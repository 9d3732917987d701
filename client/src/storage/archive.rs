//! The download archive: every `(peer, size, path)` committed by this or an earlier run.

use std::io;
use std::path::PathBuf;

use dashmap::DashSet;
use log::{debug, warn};
use seek_core::Transfer;
use tokio::io::AsyncWriteExt;
use tokio::sync::Mutex;

pub struct ArchiveStore {
    entries: DashSet<Transfer>,
    path: Option<PathBuf>,
    write_lock: Mutex<()>,
}

impl ArchiveStore {
    /// An archive that is never persisted.
    pub fn in_memory() -> Self {
        Self {
            entries: DashSet::new(),
            path: None,
            write_lock: Mutex::new(()),
        }
    }

    /// Loads the archive file at `path`. A missing file is an empty archive.
    pub async fn load(path: Option<PathBuf>) -> io::Result<Self> {
        let entries = DashSet::new();
        if let Some(path) = &path {
            match tokio::fs::read_to_string(path).await {
                Ok(content) => {
                    for line in content.lines().filter(|l| !l.trim().is_empty()) {
                        match Transfer::parse_archive_line(line) {
                            Some(entry) => {
                                entries.insert(entry);
                            }
                            None => warn!("Ignoring malformed archive line: {}", line),
                        }
                    }
                    debug!("Loaded {} archive entries from {}", entries.len(), path.display());
                }
                Err(e) if e.kind() == io::ErrorKind::NotFound => {}
                Err(e) => return Err(e),
            }
        }

        Ok(Self {
            entries,
            path,
            write_lock: Mutex::new(()),
        })
    }

    pub fn contains(&self, transfer: &Transfer) -> bool {
        self.entries.contains(transfer)
    }

    pub fn len(&self) -> usize {
        self.entries.len()
    }

    pub fn is_empty(&self) -> bool {
        self.entries.is_empty()
    }

    /// Records `transfer`. The in-memory entry is kept even when persisting fails.
    pub async fn append(&self, transfer: Transfer) -> io::Result<()> {
        let line = format!("{}\n", transfer.archive_line());
        if !self.entries.insert(transfer) {
            return Ok(());
        }

        let Some(path) = &self.path else {
            return Ok(());
        };
        let _guard = self.write_lock.lock().await;
        let mut file = tokio::fs::OpenOptions::new()
            .create(true)
            .append(true)
            .open(path)
            .await?;
        file.write_all(line.as_bytes()).await?;
        file.flush().await
    }
}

What the task asks
Say how many lines contain "entries" in the material above; the number is the whole answer.

Response area
10